* _Task to carry out_: Among the lines below, keep only those from the one containing "CPU snapshot module." through the one containing "impl<I: DriveIo> Drive<I>", and reproduce them exactly.

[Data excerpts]
==============================

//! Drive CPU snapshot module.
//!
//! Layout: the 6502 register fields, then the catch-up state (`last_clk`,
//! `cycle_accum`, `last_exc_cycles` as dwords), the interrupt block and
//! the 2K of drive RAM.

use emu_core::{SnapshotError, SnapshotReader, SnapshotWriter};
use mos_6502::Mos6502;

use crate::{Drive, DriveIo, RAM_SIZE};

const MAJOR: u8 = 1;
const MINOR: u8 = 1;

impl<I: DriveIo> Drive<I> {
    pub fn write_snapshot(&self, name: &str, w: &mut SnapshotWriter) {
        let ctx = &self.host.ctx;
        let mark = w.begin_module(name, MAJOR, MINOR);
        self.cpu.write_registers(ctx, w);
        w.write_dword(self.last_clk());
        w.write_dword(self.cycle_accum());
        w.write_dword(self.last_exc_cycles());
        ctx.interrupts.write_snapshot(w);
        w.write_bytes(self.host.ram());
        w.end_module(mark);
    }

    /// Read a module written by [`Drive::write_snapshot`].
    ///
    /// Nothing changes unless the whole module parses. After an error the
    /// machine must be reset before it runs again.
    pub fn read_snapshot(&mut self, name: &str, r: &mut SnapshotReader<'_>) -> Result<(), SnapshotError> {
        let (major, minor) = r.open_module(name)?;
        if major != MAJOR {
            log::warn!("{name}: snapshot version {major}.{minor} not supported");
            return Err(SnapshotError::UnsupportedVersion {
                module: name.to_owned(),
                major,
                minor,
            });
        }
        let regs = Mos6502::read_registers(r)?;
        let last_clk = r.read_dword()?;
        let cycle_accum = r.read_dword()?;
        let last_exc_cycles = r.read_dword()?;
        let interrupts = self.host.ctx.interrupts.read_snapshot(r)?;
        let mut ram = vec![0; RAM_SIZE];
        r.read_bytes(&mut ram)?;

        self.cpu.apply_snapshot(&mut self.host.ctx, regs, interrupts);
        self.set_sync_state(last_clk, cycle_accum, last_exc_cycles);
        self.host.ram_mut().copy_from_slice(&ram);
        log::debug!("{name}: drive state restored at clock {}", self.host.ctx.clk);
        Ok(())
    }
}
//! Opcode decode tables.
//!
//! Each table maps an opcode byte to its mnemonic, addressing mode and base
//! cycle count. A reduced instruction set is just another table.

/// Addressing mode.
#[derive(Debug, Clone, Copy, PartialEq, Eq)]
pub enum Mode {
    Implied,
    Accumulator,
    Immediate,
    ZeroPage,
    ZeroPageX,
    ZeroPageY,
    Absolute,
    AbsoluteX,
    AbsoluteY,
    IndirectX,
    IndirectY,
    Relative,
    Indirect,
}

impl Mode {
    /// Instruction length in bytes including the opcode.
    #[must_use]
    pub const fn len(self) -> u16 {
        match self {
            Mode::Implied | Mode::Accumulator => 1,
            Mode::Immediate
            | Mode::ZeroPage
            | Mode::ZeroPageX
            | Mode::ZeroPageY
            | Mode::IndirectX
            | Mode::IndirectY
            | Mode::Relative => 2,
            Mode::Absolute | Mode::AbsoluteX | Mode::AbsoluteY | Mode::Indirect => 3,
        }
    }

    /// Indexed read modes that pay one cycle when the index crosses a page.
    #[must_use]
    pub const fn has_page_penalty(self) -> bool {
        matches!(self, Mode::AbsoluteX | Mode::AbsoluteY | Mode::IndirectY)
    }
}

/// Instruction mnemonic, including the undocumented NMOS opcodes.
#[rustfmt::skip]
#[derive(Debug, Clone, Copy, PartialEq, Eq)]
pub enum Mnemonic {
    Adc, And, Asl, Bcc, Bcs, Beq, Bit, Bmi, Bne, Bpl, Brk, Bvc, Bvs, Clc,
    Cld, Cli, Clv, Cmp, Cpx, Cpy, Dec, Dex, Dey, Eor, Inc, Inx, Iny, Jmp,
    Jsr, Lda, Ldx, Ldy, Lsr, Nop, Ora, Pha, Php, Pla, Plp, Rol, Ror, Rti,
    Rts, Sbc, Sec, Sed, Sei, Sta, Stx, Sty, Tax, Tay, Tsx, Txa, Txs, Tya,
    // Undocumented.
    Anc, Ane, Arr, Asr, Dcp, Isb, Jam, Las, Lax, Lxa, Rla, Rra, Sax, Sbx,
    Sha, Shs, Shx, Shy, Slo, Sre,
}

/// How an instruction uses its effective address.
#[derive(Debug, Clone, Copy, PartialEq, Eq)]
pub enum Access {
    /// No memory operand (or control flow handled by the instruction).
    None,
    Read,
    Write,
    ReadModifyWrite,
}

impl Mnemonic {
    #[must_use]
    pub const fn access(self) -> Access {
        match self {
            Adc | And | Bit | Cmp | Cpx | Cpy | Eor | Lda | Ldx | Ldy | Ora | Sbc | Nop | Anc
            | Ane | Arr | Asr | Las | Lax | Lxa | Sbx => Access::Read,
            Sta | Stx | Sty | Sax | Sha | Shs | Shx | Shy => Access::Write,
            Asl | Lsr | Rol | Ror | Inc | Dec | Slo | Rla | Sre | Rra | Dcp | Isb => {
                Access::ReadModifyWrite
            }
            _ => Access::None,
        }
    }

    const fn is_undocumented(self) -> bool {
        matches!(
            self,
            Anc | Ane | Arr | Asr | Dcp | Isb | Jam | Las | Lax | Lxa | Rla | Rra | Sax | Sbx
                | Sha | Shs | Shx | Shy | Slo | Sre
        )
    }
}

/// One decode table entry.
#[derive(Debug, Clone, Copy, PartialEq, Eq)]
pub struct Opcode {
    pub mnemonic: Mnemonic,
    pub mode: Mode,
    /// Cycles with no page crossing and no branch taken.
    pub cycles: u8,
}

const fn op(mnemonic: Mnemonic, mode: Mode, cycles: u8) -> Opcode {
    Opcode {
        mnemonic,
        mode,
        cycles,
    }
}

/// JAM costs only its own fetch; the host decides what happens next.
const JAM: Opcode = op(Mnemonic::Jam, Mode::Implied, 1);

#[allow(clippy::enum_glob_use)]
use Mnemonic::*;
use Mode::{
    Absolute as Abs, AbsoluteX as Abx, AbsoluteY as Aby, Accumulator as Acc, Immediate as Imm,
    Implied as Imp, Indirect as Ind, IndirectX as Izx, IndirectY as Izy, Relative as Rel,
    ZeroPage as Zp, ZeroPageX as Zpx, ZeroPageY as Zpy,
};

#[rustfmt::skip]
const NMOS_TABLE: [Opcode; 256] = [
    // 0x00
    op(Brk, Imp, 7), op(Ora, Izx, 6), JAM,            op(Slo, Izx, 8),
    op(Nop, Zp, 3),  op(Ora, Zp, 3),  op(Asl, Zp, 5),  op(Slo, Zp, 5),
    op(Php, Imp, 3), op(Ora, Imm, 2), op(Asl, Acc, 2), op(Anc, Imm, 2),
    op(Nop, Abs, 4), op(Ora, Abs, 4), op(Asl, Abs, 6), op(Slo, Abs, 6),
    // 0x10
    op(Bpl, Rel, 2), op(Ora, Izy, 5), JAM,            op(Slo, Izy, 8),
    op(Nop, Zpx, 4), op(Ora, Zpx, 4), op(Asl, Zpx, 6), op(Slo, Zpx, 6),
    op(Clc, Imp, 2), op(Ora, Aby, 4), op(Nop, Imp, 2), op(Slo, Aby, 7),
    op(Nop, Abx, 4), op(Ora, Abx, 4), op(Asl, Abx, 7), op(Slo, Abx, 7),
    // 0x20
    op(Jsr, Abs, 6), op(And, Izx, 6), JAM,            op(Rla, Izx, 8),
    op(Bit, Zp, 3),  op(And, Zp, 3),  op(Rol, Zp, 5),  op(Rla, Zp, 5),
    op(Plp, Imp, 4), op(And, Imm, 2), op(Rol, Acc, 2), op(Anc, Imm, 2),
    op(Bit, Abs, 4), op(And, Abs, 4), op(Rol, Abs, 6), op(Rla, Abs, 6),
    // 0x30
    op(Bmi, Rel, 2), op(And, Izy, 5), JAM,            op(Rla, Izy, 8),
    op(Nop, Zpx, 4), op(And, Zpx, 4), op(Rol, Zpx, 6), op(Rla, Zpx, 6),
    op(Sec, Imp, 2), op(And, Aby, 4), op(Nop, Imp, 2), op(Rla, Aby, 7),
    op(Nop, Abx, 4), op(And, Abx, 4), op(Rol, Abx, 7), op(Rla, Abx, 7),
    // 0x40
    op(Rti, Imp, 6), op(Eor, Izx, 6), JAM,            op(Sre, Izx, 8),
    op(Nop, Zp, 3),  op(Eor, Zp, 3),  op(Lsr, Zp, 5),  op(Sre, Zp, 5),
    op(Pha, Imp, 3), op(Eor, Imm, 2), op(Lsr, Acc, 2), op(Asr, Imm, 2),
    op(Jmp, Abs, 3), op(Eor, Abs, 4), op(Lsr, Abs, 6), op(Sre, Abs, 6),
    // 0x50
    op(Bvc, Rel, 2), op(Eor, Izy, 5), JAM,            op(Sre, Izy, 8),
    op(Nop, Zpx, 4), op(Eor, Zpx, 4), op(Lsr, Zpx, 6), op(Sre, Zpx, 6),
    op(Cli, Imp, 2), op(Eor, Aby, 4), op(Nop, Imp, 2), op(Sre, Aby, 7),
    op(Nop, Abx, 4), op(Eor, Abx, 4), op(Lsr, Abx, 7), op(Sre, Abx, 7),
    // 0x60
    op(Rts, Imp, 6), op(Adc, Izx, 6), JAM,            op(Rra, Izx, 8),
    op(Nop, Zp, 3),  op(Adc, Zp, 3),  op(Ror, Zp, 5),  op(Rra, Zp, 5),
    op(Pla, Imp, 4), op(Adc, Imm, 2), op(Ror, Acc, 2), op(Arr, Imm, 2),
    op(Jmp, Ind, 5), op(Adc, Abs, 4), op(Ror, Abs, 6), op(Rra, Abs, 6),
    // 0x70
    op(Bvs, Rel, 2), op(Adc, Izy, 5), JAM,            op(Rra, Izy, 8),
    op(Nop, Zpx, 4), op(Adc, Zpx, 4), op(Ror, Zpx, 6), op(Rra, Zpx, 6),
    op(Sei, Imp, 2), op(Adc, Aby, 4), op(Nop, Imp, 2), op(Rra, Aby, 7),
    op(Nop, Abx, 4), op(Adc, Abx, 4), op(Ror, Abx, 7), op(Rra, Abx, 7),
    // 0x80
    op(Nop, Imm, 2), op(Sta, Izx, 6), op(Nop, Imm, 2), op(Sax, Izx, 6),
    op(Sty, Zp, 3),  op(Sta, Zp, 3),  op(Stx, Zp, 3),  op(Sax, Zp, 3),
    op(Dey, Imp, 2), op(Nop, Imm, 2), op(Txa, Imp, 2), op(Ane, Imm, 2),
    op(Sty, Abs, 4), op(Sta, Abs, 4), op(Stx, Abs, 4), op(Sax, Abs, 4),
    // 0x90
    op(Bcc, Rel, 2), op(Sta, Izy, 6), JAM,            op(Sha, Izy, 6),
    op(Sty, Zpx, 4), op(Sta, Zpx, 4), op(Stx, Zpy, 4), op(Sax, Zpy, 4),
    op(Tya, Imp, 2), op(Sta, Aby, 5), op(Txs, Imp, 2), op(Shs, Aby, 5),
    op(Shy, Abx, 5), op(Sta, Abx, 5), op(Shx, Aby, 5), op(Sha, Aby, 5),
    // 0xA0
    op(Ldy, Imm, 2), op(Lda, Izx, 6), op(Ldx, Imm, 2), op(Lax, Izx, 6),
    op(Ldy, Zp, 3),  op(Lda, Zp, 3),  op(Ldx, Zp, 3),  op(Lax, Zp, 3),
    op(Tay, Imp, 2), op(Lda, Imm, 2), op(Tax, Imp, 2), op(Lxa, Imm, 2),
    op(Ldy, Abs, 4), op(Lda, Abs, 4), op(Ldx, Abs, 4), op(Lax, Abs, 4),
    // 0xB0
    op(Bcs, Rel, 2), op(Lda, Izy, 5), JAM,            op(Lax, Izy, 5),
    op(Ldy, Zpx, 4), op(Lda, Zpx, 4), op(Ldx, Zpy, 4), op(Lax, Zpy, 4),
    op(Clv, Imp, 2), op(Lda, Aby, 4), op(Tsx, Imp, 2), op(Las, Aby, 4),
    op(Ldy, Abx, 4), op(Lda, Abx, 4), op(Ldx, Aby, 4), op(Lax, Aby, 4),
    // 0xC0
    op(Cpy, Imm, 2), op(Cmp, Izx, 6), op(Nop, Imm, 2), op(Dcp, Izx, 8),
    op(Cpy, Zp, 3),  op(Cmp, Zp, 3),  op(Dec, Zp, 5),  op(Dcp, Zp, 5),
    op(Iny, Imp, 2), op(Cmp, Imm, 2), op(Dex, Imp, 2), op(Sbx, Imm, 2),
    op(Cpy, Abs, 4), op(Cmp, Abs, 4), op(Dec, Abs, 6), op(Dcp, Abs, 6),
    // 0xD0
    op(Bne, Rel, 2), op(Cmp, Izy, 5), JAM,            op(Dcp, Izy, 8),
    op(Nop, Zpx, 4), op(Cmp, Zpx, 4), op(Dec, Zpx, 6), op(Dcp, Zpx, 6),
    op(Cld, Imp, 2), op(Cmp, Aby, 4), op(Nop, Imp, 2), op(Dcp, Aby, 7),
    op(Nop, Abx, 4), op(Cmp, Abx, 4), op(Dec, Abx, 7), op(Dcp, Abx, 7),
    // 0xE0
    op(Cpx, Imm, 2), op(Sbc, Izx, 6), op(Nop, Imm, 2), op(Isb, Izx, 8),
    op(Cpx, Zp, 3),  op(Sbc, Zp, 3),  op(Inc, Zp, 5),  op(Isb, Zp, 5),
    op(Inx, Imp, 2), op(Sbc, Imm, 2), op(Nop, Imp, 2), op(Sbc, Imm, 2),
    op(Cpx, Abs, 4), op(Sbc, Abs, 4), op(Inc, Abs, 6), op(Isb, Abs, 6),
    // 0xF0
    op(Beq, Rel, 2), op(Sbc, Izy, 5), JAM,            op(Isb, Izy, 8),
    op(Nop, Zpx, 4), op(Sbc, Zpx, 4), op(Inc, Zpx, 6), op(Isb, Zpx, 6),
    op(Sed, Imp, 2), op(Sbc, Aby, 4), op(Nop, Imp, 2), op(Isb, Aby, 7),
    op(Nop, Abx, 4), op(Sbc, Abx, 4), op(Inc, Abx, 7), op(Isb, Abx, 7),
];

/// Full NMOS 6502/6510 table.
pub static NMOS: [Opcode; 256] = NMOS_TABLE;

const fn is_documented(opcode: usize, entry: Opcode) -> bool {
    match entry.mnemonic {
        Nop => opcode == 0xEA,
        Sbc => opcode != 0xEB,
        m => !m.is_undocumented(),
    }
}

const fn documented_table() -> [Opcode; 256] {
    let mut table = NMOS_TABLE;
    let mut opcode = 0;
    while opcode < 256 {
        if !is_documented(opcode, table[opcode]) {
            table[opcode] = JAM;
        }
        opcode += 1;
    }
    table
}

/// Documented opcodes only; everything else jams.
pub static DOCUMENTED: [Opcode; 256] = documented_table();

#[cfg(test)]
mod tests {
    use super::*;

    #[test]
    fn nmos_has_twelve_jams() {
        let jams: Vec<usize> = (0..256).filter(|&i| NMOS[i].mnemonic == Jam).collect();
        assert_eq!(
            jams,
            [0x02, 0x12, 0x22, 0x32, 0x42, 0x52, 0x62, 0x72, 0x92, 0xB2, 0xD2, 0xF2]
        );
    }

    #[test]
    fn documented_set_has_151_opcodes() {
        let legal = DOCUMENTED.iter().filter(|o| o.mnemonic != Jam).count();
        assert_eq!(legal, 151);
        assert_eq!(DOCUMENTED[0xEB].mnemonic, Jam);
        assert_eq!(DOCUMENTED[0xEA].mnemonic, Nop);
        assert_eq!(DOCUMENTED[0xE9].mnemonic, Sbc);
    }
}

==============================

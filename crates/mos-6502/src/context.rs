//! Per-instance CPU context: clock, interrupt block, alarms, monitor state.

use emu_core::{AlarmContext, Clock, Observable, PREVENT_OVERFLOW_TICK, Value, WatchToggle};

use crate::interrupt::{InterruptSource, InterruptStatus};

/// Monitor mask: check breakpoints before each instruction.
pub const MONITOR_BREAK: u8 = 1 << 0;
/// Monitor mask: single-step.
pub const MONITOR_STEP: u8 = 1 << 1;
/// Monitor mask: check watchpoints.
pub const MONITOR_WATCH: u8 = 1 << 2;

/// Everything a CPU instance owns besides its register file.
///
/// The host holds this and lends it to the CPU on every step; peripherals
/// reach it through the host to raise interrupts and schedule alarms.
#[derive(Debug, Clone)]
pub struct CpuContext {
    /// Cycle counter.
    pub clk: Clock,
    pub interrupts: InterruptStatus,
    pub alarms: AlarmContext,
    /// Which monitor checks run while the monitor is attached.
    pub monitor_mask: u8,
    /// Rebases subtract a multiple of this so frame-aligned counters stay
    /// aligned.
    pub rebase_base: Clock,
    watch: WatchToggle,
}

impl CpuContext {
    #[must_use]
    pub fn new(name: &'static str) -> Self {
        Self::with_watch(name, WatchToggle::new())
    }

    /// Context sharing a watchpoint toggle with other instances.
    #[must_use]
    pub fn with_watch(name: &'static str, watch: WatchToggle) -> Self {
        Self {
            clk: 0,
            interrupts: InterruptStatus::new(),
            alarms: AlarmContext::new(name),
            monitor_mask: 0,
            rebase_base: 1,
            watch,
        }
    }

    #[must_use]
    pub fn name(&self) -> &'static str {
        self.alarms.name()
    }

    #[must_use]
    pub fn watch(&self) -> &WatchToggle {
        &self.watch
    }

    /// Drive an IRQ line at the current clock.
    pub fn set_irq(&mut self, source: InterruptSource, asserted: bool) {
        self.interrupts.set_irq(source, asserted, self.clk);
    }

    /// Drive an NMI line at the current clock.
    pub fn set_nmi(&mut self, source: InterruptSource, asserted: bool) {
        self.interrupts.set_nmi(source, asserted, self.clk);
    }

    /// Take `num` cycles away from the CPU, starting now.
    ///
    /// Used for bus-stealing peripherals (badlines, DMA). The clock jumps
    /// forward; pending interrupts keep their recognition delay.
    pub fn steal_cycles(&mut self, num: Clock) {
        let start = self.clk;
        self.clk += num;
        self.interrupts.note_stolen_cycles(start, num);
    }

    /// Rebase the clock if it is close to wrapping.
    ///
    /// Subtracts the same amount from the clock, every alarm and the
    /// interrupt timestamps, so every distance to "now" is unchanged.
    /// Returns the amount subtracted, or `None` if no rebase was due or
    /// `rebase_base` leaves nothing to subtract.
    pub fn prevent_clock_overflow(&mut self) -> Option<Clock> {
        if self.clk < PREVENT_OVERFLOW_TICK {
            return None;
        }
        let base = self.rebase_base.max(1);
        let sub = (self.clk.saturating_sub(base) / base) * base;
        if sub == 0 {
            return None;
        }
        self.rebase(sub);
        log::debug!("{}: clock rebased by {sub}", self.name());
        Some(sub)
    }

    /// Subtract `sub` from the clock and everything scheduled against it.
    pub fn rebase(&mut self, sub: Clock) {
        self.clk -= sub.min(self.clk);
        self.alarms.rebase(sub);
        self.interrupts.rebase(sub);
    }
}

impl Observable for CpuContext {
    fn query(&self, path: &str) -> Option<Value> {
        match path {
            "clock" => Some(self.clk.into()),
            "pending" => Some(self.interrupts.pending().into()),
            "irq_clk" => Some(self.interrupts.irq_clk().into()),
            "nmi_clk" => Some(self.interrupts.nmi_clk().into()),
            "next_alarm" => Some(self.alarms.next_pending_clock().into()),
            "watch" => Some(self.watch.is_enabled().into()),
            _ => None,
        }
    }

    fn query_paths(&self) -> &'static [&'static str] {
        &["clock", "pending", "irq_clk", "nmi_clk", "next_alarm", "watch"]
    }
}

==============================

* _Problem solution_:
//! Drive CPU snapshot module.
//!
//! Layout: the 6502 register fields, then the catch-up state (`last_clk`,
//! `cycle_accum`, `last_exc_cycles` as dwords), the interrupt block and
//! the 2K of drive RAM.

use emu_core::{SnapshotError, SnapshotReader, SnapshotWriter};
use mos_6502::Mos6502;

use crate::{Drive, DriveIo, RAM_SIZE};

const MAJOR: u8 = 1;
const MINOR: u8 = 1;

impl<I: DriveIo> Drive<I> {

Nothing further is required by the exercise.